--- INFORMATION Enclosed Below ---

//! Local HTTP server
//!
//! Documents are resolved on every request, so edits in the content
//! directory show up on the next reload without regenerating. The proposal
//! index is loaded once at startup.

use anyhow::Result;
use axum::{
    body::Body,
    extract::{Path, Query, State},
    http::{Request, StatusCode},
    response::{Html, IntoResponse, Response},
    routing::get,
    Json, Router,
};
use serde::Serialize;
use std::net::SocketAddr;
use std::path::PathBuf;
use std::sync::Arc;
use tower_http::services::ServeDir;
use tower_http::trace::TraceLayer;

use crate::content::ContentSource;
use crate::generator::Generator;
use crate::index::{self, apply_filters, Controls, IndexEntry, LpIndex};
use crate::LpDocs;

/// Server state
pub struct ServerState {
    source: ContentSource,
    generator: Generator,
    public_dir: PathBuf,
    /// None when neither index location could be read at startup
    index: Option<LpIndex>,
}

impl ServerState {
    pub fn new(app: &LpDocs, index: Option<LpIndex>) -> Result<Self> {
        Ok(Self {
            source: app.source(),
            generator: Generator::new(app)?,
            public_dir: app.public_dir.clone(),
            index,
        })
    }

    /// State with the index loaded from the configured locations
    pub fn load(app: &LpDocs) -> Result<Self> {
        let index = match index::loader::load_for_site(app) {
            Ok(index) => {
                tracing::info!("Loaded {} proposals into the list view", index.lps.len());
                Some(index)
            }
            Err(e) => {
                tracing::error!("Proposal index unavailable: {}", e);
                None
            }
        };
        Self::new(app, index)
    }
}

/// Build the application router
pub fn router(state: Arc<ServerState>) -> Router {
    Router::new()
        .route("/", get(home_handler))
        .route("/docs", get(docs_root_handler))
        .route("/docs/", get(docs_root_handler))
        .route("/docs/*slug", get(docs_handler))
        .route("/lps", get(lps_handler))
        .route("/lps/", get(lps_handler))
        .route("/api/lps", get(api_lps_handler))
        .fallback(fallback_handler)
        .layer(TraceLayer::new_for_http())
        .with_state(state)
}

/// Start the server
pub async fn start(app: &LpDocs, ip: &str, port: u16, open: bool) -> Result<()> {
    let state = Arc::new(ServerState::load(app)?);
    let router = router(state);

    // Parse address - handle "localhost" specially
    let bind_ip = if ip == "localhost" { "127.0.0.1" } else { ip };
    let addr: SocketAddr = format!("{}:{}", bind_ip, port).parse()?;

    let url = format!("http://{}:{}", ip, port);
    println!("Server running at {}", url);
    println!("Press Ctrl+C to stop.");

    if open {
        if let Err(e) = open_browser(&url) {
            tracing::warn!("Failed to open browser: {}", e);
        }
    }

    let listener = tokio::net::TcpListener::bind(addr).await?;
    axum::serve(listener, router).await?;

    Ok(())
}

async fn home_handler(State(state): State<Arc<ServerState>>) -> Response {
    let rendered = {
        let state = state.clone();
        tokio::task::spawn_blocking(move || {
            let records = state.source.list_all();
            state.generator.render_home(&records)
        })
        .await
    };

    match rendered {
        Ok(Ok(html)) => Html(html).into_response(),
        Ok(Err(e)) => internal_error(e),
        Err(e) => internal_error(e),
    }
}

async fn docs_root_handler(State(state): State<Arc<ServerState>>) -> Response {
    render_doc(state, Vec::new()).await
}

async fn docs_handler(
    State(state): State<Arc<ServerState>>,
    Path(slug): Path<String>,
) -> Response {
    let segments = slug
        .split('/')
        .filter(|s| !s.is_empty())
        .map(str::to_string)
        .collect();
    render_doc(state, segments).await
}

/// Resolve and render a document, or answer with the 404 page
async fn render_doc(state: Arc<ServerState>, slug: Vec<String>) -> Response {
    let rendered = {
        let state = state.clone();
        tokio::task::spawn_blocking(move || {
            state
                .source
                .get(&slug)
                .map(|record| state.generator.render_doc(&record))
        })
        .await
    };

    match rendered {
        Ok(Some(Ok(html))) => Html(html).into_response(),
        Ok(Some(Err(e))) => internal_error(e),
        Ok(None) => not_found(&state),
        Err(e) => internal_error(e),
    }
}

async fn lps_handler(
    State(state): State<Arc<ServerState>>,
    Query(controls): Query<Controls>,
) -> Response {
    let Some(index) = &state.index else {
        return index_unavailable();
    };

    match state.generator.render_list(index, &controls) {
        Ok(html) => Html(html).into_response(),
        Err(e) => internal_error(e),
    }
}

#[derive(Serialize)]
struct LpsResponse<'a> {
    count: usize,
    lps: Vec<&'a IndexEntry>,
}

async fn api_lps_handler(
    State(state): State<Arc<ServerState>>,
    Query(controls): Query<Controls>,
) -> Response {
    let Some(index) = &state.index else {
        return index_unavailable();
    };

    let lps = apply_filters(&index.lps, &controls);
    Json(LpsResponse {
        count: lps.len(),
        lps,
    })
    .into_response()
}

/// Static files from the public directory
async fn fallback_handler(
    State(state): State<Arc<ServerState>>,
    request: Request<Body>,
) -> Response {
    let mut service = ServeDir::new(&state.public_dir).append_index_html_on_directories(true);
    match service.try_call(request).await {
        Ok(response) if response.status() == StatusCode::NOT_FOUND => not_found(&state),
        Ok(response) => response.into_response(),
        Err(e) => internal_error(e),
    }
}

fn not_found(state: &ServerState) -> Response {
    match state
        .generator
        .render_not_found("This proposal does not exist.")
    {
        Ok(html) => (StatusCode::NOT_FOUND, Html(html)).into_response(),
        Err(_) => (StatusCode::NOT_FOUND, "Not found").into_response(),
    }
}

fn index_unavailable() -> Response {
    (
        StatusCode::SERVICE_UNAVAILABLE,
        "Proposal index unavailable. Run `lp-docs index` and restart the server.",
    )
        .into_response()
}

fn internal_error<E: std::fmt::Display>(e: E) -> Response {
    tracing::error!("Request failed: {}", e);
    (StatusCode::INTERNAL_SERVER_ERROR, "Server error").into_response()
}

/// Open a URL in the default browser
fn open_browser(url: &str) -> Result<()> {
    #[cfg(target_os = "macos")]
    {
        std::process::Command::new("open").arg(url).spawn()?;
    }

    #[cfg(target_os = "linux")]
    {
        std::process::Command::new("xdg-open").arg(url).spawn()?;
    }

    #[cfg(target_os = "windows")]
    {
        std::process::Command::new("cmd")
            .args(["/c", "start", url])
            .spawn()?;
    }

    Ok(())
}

--- End of Enclosed INFORMATION ---
--- INFORMATION Enclosed Below ---

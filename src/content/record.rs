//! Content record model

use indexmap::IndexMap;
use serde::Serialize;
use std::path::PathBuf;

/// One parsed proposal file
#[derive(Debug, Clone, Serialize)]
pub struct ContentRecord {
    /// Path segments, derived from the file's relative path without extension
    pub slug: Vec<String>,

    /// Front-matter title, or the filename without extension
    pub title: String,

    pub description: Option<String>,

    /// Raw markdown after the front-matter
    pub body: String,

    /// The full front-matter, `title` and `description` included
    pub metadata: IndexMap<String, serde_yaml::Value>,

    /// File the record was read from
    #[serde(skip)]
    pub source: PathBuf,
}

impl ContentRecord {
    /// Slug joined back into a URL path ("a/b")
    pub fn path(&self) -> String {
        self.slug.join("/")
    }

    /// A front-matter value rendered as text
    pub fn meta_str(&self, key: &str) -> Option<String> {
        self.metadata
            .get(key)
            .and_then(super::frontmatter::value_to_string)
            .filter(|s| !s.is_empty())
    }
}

--- End of Enclosed INFORMATION ---
--- INFORMATION Enclosed Below ---

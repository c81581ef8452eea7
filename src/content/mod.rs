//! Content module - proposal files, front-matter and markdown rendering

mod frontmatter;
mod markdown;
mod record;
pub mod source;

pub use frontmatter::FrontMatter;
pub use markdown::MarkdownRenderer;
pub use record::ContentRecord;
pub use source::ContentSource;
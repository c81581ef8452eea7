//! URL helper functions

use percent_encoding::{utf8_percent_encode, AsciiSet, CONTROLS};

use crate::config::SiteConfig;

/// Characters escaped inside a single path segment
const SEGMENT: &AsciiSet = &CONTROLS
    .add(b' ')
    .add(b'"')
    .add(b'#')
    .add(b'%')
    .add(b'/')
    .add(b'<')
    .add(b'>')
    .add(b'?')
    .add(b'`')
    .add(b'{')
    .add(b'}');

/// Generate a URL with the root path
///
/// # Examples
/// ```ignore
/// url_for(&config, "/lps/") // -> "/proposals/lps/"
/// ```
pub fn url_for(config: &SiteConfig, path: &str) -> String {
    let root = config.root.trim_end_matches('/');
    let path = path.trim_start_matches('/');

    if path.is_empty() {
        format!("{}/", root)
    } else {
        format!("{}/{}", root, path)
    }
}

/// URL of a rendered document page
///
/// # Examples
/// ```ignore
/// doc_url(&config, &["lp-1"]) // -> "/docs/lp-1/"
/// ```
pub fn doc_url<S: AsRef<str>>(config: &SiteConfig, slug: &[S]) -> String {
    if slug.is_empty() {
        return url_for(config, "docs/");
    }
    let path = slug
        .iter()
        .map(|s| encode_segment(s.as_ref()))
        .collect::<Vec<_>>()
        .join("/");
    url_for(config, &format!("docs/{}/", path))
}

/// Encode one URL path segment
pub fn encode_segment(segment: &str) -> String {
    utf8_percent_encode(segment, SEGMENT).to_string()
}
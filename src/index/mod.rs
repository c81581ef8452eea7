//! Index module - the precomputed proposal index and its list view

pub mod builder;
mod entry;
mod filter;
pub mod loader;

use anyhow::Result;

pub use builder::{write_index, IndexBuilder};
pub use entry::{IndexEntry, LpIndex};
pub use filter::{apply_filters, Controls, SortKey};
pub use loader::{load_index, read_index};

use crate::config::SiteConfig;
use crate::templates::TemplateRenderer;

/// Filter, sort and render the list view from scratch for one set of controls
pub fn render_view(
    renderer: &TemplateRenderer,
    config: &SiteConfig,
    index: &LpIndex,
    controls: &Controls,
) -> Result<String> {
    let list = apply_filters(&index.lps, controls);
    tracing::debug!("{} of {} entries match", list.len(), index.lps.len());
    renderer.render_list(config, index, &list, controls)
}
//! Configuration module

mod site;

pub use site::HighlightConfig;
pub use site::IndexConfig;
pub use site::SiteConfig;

--- End of Enclosed INFORMATION ---

* **WORK REQUEST**
Which lines of the records above hold the word "directory"? Copy each of them.

* **RESULT FOR THIS TASK**
//! directory show up on the next reload without regenerating. The proposal
/// Static files from the public directory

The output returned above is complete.